KES Chapel Reflection, Week of 18 November
I am who I am
Does God exist? How do we know and how do we think about this question, if we even think about it at all? The story of the burning bush, read this week in Chapel, sets before us a profound image of Revelation. The bush is burning and yet is not consumed; out of it God speaks to Moses. It belongs to the ways in which things are made known to us, even things that go beyond human thinking and yet engage our minds.
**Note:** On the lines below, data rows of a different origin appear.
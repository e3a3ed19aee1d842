//! The assessment board: the display surface that holds the current result.
//!
//! Every completed request publishes its outcome here and replaces whatever
//! was shown before. Publications are not ordered by click: if an earlier
//! click's request finishes after a later one, the earlier result overwrites
//! the later one. The board keeps track of the newest click so such a stale
//! result can be recognised, but it never discards a publication.

use chrono::{DateTime, Utc};
use floodwatch_common::RiskAssessment;
use floodwatch_metrics::metric_defs::BOARD_STALE_PUBLICATIONS;
use floodwatch_metrics::metrics::counter;
use floodwatch_predict::AssessmentOutcome;
use std::sync::atomic::{AtomicU64, Ordering};
use std::sync::Arc;
use tokio::sync::watch;
use tracing::{debug, info};

/// What the board currently shows.
#[derive(Debug, Clone, PartialEq)]
pub struct DisplayedAssessment {
    /// Sequence number of the click this result belongs to.
    pub click: u64,
    /// The assessment itself.
    pub assessment: RiskAssessment,
    /// Whether the assessment is a demo substitute.
    pub demo: bool,
    /// When the result landed on the board.
    pub received_at: DateTime<Utc>,
}

impl DisplayedAssessment {
    /// Build from a click number and a requester outcome.
    pub fn from_outcome(click: u64, outcome: AssessmentOutcome) -> Self {
        Self {
            click,
            demo: outcome.is_demo(),
            assessment: outcome.into_assessment(),
            received_at: Utc::now(),
        }
    }
}

/// Shared display surface. Cheap to clone; clones see the same state.
#[derive(Debug, Clone)]
pub struct AssessmentBoard {
    current: Arc<watch::Sender<Option<DisplayedAssessment>>>,
    latest_click: Arc<AtomicU64>,
}

impl Default for AssessmentBoard {
    fn default() -> Self {
        Self::new()
    }
}

impl AssessmentBoard {
    /// Create an empty board.
    pub fn new() -> Self {
        let (tx, _rx) = watch::channel(None);
        Self {
            current: Arc::new(tx),
            latest_click: Arc::new(AtomicU64::new(0)),
        }
    }

    /// Record that click `click` has been made.
    pub fn note_click(&self, click: u64) {
        self.latest_click.fetch_max(click, Ordering::SeqCst);
    }

    /// Newest click recorded so far (0 if none).
    pub fn latest_click(&self) -> u64 {
        self.latest_click.load(Ordering::SeqCst)
    }

    /// Replace the displayed assessment with the outcome of `click`.
    ///
    /// Returns `true` if the published result is stale, i.e. a newer click
    /// has already been made.
    pub fn publish(&self, click: u64, outcome: AssessmentOutcome) -> bool {
        let displayed = DisplayedAssessment::from_outcome(click, outcome);
        let stale = click < self.latest_click();

        info!(
            click,
            location = %displayed.assessment.location,
            risk = %displayed.assessment.flood_risk,
            demo = displayed.demo,
            "Assessment displayed"
        );
        if stale {
            counter!(BOARD_STALE_PUBLICATIONS.name).increment(1);
            debug!(click, latest = self.latest_click(), "Late result replaced a newer click");
        }

        self.current.send_replace(Some(displayed));
        stale
    }

    /// The assessment currently shown, if any.
    pub fn current(&self) -> Option<DisplayedAssessment> {
        self.current.borrow().clone()
    }

    /// Whether the shown assessment belongs to an older click than the newest.
    pub fn is_stale(&self) -> bool {
        self.current
            .borrow()
            .as_ref()
            .is_some_and(|shown| shown.click < self.latest_click())
    }

    /// Watch for replacements of the displayed assessment.
    pub fn subscribe(&self) -> watch::Receiver<Option<DisplayedAssessment>> {
        self.current.subscribe()
    }
}
//! Risk assessment types.

use crate::{Coordinate, UnknownRiskLevel};
use serde::{Deserialize, Serialize};
use std::str::FromStr;

/// Flood risk classification.
///
/// Serialized with the exact labels `Low`, `Medium` and `High`.
#[derive(Debug, Clone, Copy, PartialEq, Eq, Hash, Serialize, Deserialize)]
pub enum RiskLevel {
    /// Low flood risk.
    Low,
    /// Medium flood risk.
    Medium,
    /// High flood risk.
    High,
}

impl RiskLevel {
    /// All risk levels, in increasing order of severity.
    pub const ALL: [RiskLevel; 3] = [RiskLevel::Low, RiskLevel::Medium, RiskLevel::High];

    /// Returns the wire label.
    pub const fn as_str(&self) -> &'static str {
        match self {
            RiskLevel::Low => "Low",
            RiskLevel::Medium => "Medium",
            RiskLevel::High => "High",
        }
    }
}

impl std::fmt::Display for RiskLevel {
    fn fmt(&self, f: &mut std::fmt::Formatter<'_>) -> std::fmt::Result {
        f.write_str(self.as_str())
    }
}

impl FromStr for RiskLevel {
    type Err = UnknownRiskLevel;

    fn from_str(s: &str) -> Result<Self, Self::Err> {
        RiskLevel::ALL
            .into_iter()
            .find(|level| level.as_str() == s)
            .ok_or_else(|| UnknownRiskLevel(s.to_string()))
    }
}

/// The five environmental metrics reported for a location.
///
/// Values are passed through from the prediction service untouched; no
/// cross-field or sign constraints are enforced here.
#[derive(Debug, Clone, Copy, PartialEq, Serialize, Deserialize)]
pub struct EnvironmentalReading {
    /// Rainfall in millimetres.
    pub rainfall: f64,
    /// Elevation in metres.
    pub elevation: f64,
    /// Soil moisture in percent.
    pub soil_moisture: f64,
    /// Water level in metres.
    pub water_level: f64,
    /// Distance to the nearest river in kilometres.
    pub river_distance: f64,
}

impl EnvironmentalReading {
    /// Returns the readings as `(name, value, unit)` triples in display order.
    pub fn entries(&self) -> [(&'static str, f64, &'static str); 5] {
        [
            ("Rainfall", self.rainfall, "mm"),
            ("Elevation", self.elevation, "m"),
            ("Soil moisture", self.soil_moisture, "%"),
            ("Water level", self.water_level, "m"),
            ("River distance", self.river_distance, "km"),
        ]
    }
}

/// A flood-risk assessment for a single location.
#[derive(Debug, Clone, Copy, PartialEq, Serialize, Deserialize)]
pub struct RiskAssessment {
    /// The location the assessment is for.
    pub location: Coordinate,
    /// Environmental readings at the location.
    pub environmental_data: EnvironmentalReading,
    /// Risk classification.
    pub flood_risk: RiskLevel,
}
//! Error types for the runner.

use floodwatch_common::CoordinateError;
use floodwatch_predict::PredictError;
use thiserror::Error;

/// Errors that abort the command-line front end.
///
/// None of these come from the assessment pipeline itself, which always
/// produces an assessment; they cover setup and user input.
#[derive(Debug, Error)]
pub enum RunnerError {
    /// I/O error reading a config or click file.
    #[error("I/O error: {0}")]
    Io(#[from] std::io::Error),

    /// The YAML config file does not parse.
    #[error("Config parse error: {0}")]
    ConfigParse(#[from] serde_yaml::Error),

    /// The requester could not be set up.
    #[error(transparent)]
    Predict(#[from] PredictError),

    /// A coordinate given on the command line is invalid.
    #[error("Invalid coordinate: {0}")]
    Coordinate(#[from] CoordinateError),

    /// A line in a click file is not `lat,lon`.
    #[error("Invalid click on line {line}: {reason}")]
    InvalidClickLine {
        /// 1-based line number.
        line: usize,
        /// What is wrong with it.
        reason: String,
    },

    /// The tracing subscriber could not be installed.
    #[error("Failed to initialize logging: {0}")]
    Logging(String),
}
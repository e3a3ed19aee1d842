//! Error types for the data model.

use thiserror::Error;

/// Errors that can occur when constructing a [`Coordinate`](crate::Coordinate).
#[derive(Debug, Clone, Copy, PartialEq, Error)]
pub enum CoordinateError {
    /// Latitude or longitude is NaN or infinite.
    #[error("Coordinate ({lat}, {lon}) is not finite")]
    NonFinite {
        /// Requested latitude.
        lat: f64,
        /// Requested longitude.
        lon: f64,
    },

    /// Latitude is outside [-90, 90].
    #[error("Latitude {0} out of range (must be -90 to 90)")]
    LatitudeOutOfRange(f64),

    /// Longitude is outside [-180, 180].
    #[error("Longitude {0} out of range (must be -180 to 180)")]
    LongitudeOutOfRange(f64),
}

/// A risk label that is not one of `Low`, `Medium` or `High`.
#[derive(Debug, Clone, PartialEq, Eq, Error)]
#[error("Unknown flood risk level {0:?} (expected Low, Medium or High)")]
pub struct UnknownRiskLevel(pub String);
An arresting scene, it gets Moses’ attention and, perhaps, ours, too, but it belongs to an understanding that is part of our world. Here the Judeo-Christian and Islamic understanding is at one with modern ‘science’ in denying the divinity of the natural world, despite the viewpoint of the English Romantics, though even Wordswoth admitted that “The world is too much with us; late and soon, /Getting and spending, we lay waste our powers; – /Little we see in Nature that is ours; /We have given our hearts away, a sordid boon!” Yet this was but a way of returning to nature as divine as something lost in the rationalism of the enlightenment and in the later material progress of the 19th century. It has its counterparts in various moments in the environmental movement, caught in the conflict between humanity and nature.
The story of the burning bush, burnt but not consumed or destroyed, is an image of Revelation, the idea of things made known to us which are not the constructs of our minds but which engage our minds. A bush that burns but is not consumed is not natural. Exactly. It is about what is beyond nature as that upon which the natural itself depends both for its being and its intelligibility. And yet communicated to us through the medium of the natural. In that way, it is sacramental.
Things are made known to us in various ways. The idea of Revelation does not override and contradict other ways of knowing; rather, it complements them and gathers them into the underlying premise of all our knowing. We can’t know without the assumption that things are knowable and that turns upon an intellectual principle. It is articulated here in the Moses story from Exodus.